Breaking CAPTCHA with Capsule Networks

Neural Netw. 2022 Oct:154:246-254. doi: 10.1016/j.neunet.2022.06.041. Epub 2022 Jul 8.

Abstract

Convolutional Neural Networks have achieved state-of-the-art performance in image classification. Their lack of ability to recognise the spatial relationship between features, however, leads to misclassification of the variants of the same image. Capsule Networks were introduced to address this issue by incorporating the spatial information of image features into neural networks. In this paper, we are interested in showcasing the digit recognition task on CAPTCHA images, widely considered a challenge for computers in relation to human capabilities. Our intention is to provide a rigorous empirical regime in which we can compare the competitive performance of Capsule Networks against the Convolutional Neural Networks.
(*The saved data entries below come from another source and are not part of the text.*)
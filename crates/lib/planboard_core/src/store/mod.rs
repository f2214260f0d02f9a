//! Persistence ports consumed by the auth core.
//!
//! The store is the single source of truth for sessions and project roles;
//! nothing above it caches either. Two adapters ship here: [`PgStore`] for
//! PostgreSQL and [`MemoryStore`] for tests and local demos.

mod memory;
mod pg;

pub use memory::MemoryStore;
pub use pg::PgStore;

use async_trait::async_trait;

use crate::auth::AuthError;
use crate::models::auth::{Session, User, UserWithPassword};

/// Session rows.
#[async_trait]
pub trait SessionRepository: Send + Sync {
    /// Insert a new session. Token collisions must be rejected.
    async fn insert_session(&self, session: &Session) -> Result<(), AuthError>;

    /// Single read of the session with this token whose expiry is still in
    /// the future.
    async fn find_valid_session(&self, token: &str) -> Result<Option<Session>, AuthError>;

    /// Delete the session with this token, if any.
    async fn delete_session(&self, token: &str) -> Result<(), AuthError>;
}

/// Project role rows, at most one per `(project_id, user_id)`.
#[async_trait]
pub trait ProjectRoleRepository: Send + Sync {
    async fn find_project_role(
        &self,
        project_id: &str,
        user_id: &str,
    ) -> Result<Option<String>, AuthError>;

    /// Insert the role, replacing any existing row for the pair.
    async fn upsert_project_role(
        &self,
        project_id: &str,
        user_id: &str,
        role: &str,
    ) -> Result<(), AuthError>;
}

/// User accounts for login and registration.
#[async_trait]
pub trait UserRepository: Send + Sync {
    async fn find_user_by_email(&self, email: &str) -> Result<Option<UserWithPassword>, AuthError>;

    async fn find_user_by_id(&self, user_id: &str) -> Result<Option<User>, AuthError>;

    /// Create a user. A duplicate email is `AuthError::ValidationError`.
    async fn create_user(
        &self,
        email: &str,
        name: Option<&str>,
        password_hash: &str,
    ) -> Result<User, AuthError>;
}
//! Liveness check.

/// `GET /health`: plain-text `OK`.
pub async fn health() -> &'static str {
    "OK"
}
// Output format auto-detection for the CLI.
//
// TTY → human-readable text. Piped/redirected → one JSON object per line.
// `--json` forces JSON output regardless of terminal.

use std::collections::HashSet;
use std::io::{self, IsTerminal, Write};

use nomad_common::types::{Entry, EntryId, Incident, IncidentType, Message, Ownership, RoomId};
use serde::Serialize;

const ANSI_RED: &str = "\x1b[31m";
const ANSI_YELLOW: &str = "\x1b[33m";
const ANSI_DIM: &str = "\x1b[2m";
const ANSI_RESET: &str = "\x1b[0m";

#[derive(Debug, Clone, Copy, PartialEq, Eq)]
pub enum OutputFormat {
    Human,
    Json,
}

impl OutputFormat {
    /// JSON if `--json` was passed or stdout is not a TTY.
    pub fn detect(json_flag: bool) -> Self {
        if json_flag {
            return Self::Json;
        }
        Self::detect_from_terminal(io::stdout().is_terminal())
    }

    pub fn detect_from_terminal(is_tty: bool) -> Self {
        if is_tty {
            Self::Human
        } else {
            Self::Json
        }
    }
}

pub fn print_output<T, F>(format: OutputFormat, value: &T, human_fn: F) -> io::Result<()>
where
    T: Serialize,
    F: FnOnce(&T) -> String,
{
    write_output(&mut io::stdout().lock(), format, value, human_fn)
}

/// Write a value to a provided writer (useful for testing).
pub fn write_output<W, T, F>(
    writer: &mut W,
    format: OutputFormat,
    value: &T,
    human_fn: F,
) -> io::Result<()>
where
    W: Write,
    T: Serialize,
    F: FnOnce(&T) -> String,
{
    match format {
        OutputFormat::Human => writeln!(writer, "{}", human_fn(value)),
        OutputFormat::Json => {
            serde_json::to_writer(&mut *writer, value).map_err(io::Error::other)?;
            writeln!(writer)
        }
    }
}

pub fn print_error(format: OutputFormat, code: &str, message: &str) {
    print_stderr(format, "error", code, message, ANSI_RED);
}

pub fn print_warning(format: OutputFormat, code: &str, message: &str) {
    print_stderr(format, "warning", code, message, ANSI_YELLOW);
}

/// Connection status lines go to stderr so stdout stays a clean entry stream.
pub fn print_status(format: OutputFormat, code: &str, message: &str) {
    print_stderr(format, "status", code, message, ANSI_DIM);
}

fn print_stderr(format: OutputFormat, label: &str, code: &str, message: &str, color: &str) {
    let mut err = io::stderr().lock();
    match format {
        OutputFormat::Human => {
            let line = render_human_stderr_line(label, message, io::stderr().is_terminal(), color);
            let _ = writeln!(err, "{line}");
        }
        OutputFormat::Json => {
            let obj = serde_json::json!({ label: { "code": code, "message": message } });
            let _ = serde_json::to_writer(&mut err, &obj);
            let _ = writeln!(err);
        }
    }
}

pub fn print_anyhow_error(format: OutputFormat, error: &anyhow::Error) {
    let (code, message) = actionable_error(error);
    print_error(format, code, &message);
}

fn actionable_error(error: &anyhow::Error) -> (&'static str, String) {
    let message = format!("{error:#}");
    let lower = message.to_ascii_lowercase();

    if lower.contains("plaintext is allowed only for localhost") {
        return (
            "INSECURE_ENDPOINT",
            format!("{message}. Use wss:// or https:// in ~/.nomad/config.toml"),
        );
    }

    if lower.contains("config parse error") || lower.contains("config i/o error") {
        return ("CONFIG_INVALID", format!("{message}. Run: nomad config init to start over"));
    }

    if lower.contains("invalid") && lower.contains("endpoints.") {
        return ("CONFIG_INVALID", message);
    }

    ("ERROR", message)
}

fn render_human_stderr_line(label: &str, message: &str, is_tty: bool, color: &str) -> String {
    if is_tty {
        format!("{color}{label}:{ANSI_RESET} {message}")
    } else {
        format!("{label}: {message}")
    }
}

// ── Entries ─────────────────────────────────────────────────────────

pub fn render_entry(entry: &Entry) -> String {
    match entry {
        Entry::Message(message) => render_message(message),
        Entry::Incident(incident) => render_incident(incident),
    }
}

fn render_message(message: &Message) -> String {
    let author = match message.ownership {
        Ownership::Own => format!("{} (you)", message.user_name),
        Ownership::Other => message.user_name.clone(),
    };
    with_time_label(message.created_at.label(), format!("{author}: {}", message.text))
}

fn render_incident(incident: &Incident) -> String {
    let mut line = format!("{} {}", incident_label(incident.incident_type), incident.description);
    if let (Some(latitude), Some(longitude)) = (incident.latitude, incident.longitude) {
        line.push_str(&format!(" ({latitude:.4}, {longitude:.4})"));
    }
    with_time_label(incident.reported_at.label(), line)
}

fn with_time_label(label: String, body: String) -> String {
    if label.is_empty() {
        body
    } else {
        format!("[{label}] {body}")
    }
}

pub fn incident_label(incident_type: IncidentType) -> &'static str {
    match incident_type {
        IncidentType::PowerCut => "POWER CUT",
        IncidentType::TrafficJam => "TRAFFIC JAM",
        IncidentType::SafetyIssue => "SAFETY ISSUE",
        IncidentType::Other => "OTHER",
    }
}

/// Prints each timeline entry once, however often the view is republished.
pub struct EntryPrinter {
    format: OutputFormat,
    room_id: Option<RoomId>,
    printed: HashSet<EntryId>,
}

impl EntryPrinter {
    pub fn new(format: OutputFormat) -> Self {
        Self { format, room_id: None, printed: HashSet::new() }
    }

    /// Track the room the view currently shows. Entering a different room
    /// forgets what was printed, so ids reused across rooms print again.
    pub fn enter_room(&mut self, room_id: Option<&RoomId>) {
        if self.room_id.as_ref() != room_id {
            self.room_id = room_id.cloned();
            self.reset();
        }
    }

    pub fn print_new(&mut self, entries: &[Entry]) -> io::Result<()> {
        self.write_new(&mut io::stdout().lock(), entries)
    }

    pub fn write_new<W: Write>(&mut self, writer: &mut W, entries: &[Entry]) -> io::Result<()> {
        for entry in entries {
            if self.printed.insert(entry.id().clone()) {
                write_output(writer, self.format, entry, render_entry)?;
            }
        }
        Ok(())
    }

    fn reset(&mut self) {
        self.printed.clear();
    }
}
use std::ops::ControlFlow;

use anyhow::{Context as _, Result};
use clap::{ArgGroup, Args};
use nomad_common::types::{Feed, RoomId};
use nomad_sync::connection::SendError;
use nomad_sync::RoomSession;
use tokio::io::{AsyncBufReadExt, BufReader};
use tracing::info;

use super::{Context, EndpointArgs, SessionArgs, StatusReporter};
use crate::output::{self, EntryPrinter};

#[derive(Debug, Args)]
#[command(group(ArgGroup::new("room").required(true).args(["city", "meetup"])))]
pub struct ChatArgs {
    /// City whose community chat to join
    #[arg(long, value_name = "CITY_ID")]
    pub city: Option<String>,
    /// Meetup whose event chat to join
    #[arg(long, value_name = "MEETUP_ID")]
    pub meetup: Option<String>,
    #[command(flatten)]
    pub session: SessionArgs,
    #[command(flatten)]
    pub endpoints: EndpointArgs,
}

impl ChatArgs {
    fn room(&self) -> Result<(Feed, RoomId)> {
        match (&self.city, &self.meetup) {
            (Some(city), _) => Ok((Feed::CityChat, RoomId::new(city.as_str()))),
            (None, Some(meetup)) => Ok((Feed::MeetupChat, RoomId::new(meetup.as_str()))),
            (None, None) => anyhow::bail!("pass --city or --meetup"),
        }
    }
}

/// One line typed by the user.
#[derive(Debug, PartialEq, Eq)]
enum Input {
    Message(String),
    SwitchRoom(RoomId),
    MissingRoom,
    Quit,
    Nothing,
}

fn parse_input(line: &str) -> Input {
    let line = line.trim();
    if line.is_empty() {
        return Input::Nothing;
    }
    if line == "/quit" {
        return Input::Quit;
    }
    if line == "/room" {
        return Input::MissingRoom;
    }
    if let Some(room) = line.strip_prefix("/room ") {
        return Input::SwitchRoom(RoomId::new(room.trim()));
    }
    Input::Message(line.to_string())
}

pub async fn run(args: ChatArgs, context: &Context) -> Result<()> {
    let (feed, room_id) = args.room()?;
    let mut config = context.load_config()?;
    args.endpoints.apply(&mut config, feed);

    let session = RoomSession::mount(&config, feed, room_id, args.session.profile())
        .context("failed to open chat room")?;
    let result = chat_loop(&session, context).await;
    session.unmount().await;
    result
}

async fn chat_loop(session: &RoomSession, context: &Context) -> Result<()> {
    let mut view = session.subscribe_view();
    let mut printer = EntryPrinter::new(context.format);
    let mut status = StatusReporter::default();
    let mut lines = BufReader::new(tokio::io::stdin()).lines();

    loop {
        tokio::select! {
            changed = view.changed() => {
                if changed.is_err() {
                    return Ok(());
                }
                let state = view.borrow_and_update().clone();
                status.report(context.format, &state);
                printer.enter_room(state.room_id.as_ref());
                printer.print_new(&state.entries).context("failed to write entries")?;
            }
            line = lines.next_line() => {
                let Some(line) = line.context("failed to read stdin")? else {
                    return Ok(());
                };
                if handle_input(session, context, &line).await.is_break() {
                    return Ok(());
                }
            }
            _ = tokio::signal::ctrl_c() => return Ok(()),
        }
    }
}

async fn handle_input(session: &RoomSession, context: &Context, line: &str) -> ControlFlow<()> {
    match parse_input(line) {
        Input::Quit => return ControlFlow::Break(()),
        Input::Nothing => {}
        Input::MissingRoom => {
            output::print_warning(context.format, "USAGE", "usage: /room <ROOM_ID>")
        }
        Input::SwitchRoom(room_id) => {
            info!(%room_id, "switching room");
            session.change_room(room_id);
        }
        Input::Message(text) => match session.send(text).await {
            Ok(()) | Err(SendError::EmptyMessage) => {}
            Err(SendError::NotOpen(state)) => output::print_warning(
                context.format,
                "NOT_CONNECTED",
                &format!("message not sent: connection is {state}"),
            ),
            Err(error) => {
                output::print_warning(context.format, "SEND_FAILED", &error.to_string())
            }
        },
    }
    ControlFlow::Continue(())
}
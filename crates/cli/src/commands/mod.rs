// CLI subcommand dispatch.

use std::path::PathBuf;

use anyhow::{Context as _, Result};
use clap::{Args, Subcommand};
use nomad_common::identity::SessionProfile;
use nomad_common::types::Feed;
use nomad_sync::connection::ConnectionState;
use nomad_sync::{SyncConfig, ViewState};

use crate::output::{self, OutputFormat};

pub mod chat;
pub mod config;
pub mod incidents;

#[derive(Subcommand)]
pub enum Command {
    /// Join a city or meetup chat room
    Chat(chat::ChatArgs),
    /// Follow the live incident feed
    Incidents(incidents::IncidentsArgs),
    /// Show or initialize the client configuration
    Config(config::ConfigArgs),
}

/// Options shared by every subcommand.
pub struct Context {
    pub format: OutputFormat,
    pub config_path: Option<PathBuf>,
}

impl Context {
    /// Explicit `--config` must load; the default location falls back to defaults.
    pub fn load_config(&self) -> Result<SyncConfig> {
        match &self.config_path {
            Some(path) => SyncConfig::load_from(path)
                .with_context(|| format!("failed to load config from {}", path.display())),
            None => Ok(SyncConfig::load()),
        }
    }
}

pub async fn run(cmd: Command, context: &Context) -> Result<()> {
    match cmd {
        Command::Chat(args) => chat::run(args, context).await,
        Command::Incidents(args) => incidents::run(args, context).await,
        Command::Config(args) => config::run(args, context),
    }
}

/// Session fields normally supplied by the sign-in flow.
#[derive(Debug, Default, Args)]
pub struct SessionArgs {
    /// Given name of the signed-in user
    #[arg(long)]
    pub given_name: Option<String>,
    /// Family name of the signed-in user
    #[arg(long)]
    pub family_name: Option<String>,
    /// Email of the signed-in user
    #[arg(long)]
    pub email: Option<String>,
    /// Authenticated subject id
    #[arg(long)]
    pub sub: Option<String>,
    /// Bearer token for history requests
    #[arg(long)]
    pub token: Option<String>,
}

impl SessionArgs {
    /// `None` when nothing was passed, i.e. an anonymous guest.
    pub fn profile(self) -> Option<SessionProfile> {
        let profile = SessionProfile {
            sub: self.sub,
            given_name: self.given_name,
            family_name: self.family_name,
            email: self.email,
            access_token: self.token,
        };
        (profile != SessionProfile::default()).then_some(profile)
    }
}

/// Overrides applied on top of the loaded config.
#[derive(Debug, Default, Args)]
pub struct EndpointArgs {
    /// Override the REST base URL for history
    #[arg(long, value_name = "URL")]
    pub api_base_url: Option<String>,
    /// Override the live channel endpoint
    #[arg(long, value_name = "URL")]
    pub endpoint: Option<String>,
}

impl EndpointArgs {
    pub fn apply(self, config: &mut SyncConfig, feed: Feed) {
        if let Some(url) = self.api_base_url {
            config.api_base_url = url;
        }
        if let Some(url) = self.endpoint {
            let slot = match feed {
                Feed::CityChat => &mut config.endpoints.city_chat,
                Feed::MeetupChat => &mut config.endpoints.meetup_chat,
                Feed::Incidents => &mut config.endpoints.incidents,
            };
            *slot = url;
        }
    }
}

/// Reports connection and history transitions on stderr.
#[derive(Debug, Default)]
pub struct StatusReporter {
    connection: Option<ConnectionState>,
    connection_error: Option<String>,
    history_loading: bool,
}

impl StatusReporter {
    pub fn report(&mut self, format: OutputFormat, view: &ViewState) {
        if self.connection != Some(view.connection) {
            self.connection = Some(view.connection);
            let room = view.room_id.as_ref().map(|room| room.as_str()).unwrap_or("-");
            let message = match view.connection {
                ConnectionState::Idle => None,
                ConnectionState::Connecting => Some(format!("connecting to {room}...")),
                ConnectionState::Open => Some(format!("connected to {room}")),
                ConnectionState::Closing | ConnectionState::Closed => {
                    Some("disconnected, retrying".to_string())
                }
            };
            if let Some(message) = message {
                output::print_status(format, view.connection.to_string().as_str(), &message);
            }
        }

        if self.connection_error != view.connection_error {
            self.connection_error = view.connection_error.clone();
            if let Some(error) = &view.connection_error {
                output::print_warning(format, "CONNECTION_ERROR", error);
            }
        }

        if self.history_loading && !view.history_loading {
            let count = view.entries.len();
            output::print_status(format, "history", &format!("{count} entries loaded"));
        }
        self.history_loading = view.history_loading;
    }
}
Indeed since CAPTCHA distorts images, by adjusting the spatial positioning of features, we aim to demonstrate the advantages and limitations of Capsule Networks architecture. We train the Capsule Networks with Dynamic Routing version and the convolutional-neural-network-based deep-CAPTCHA baseline model to predict the digit sequences on numerical CAPTCHAs, investigate the performance results and propose two improvements to the Capsule Networks model.

Keywords: CAPTCHA; Capsule networks; Convolutional neural networks; Digit recognition; Spatial invariance.

MeSH terms

  • Humans
  • Neural Networks, Computer*
  • Recognition, Psychology*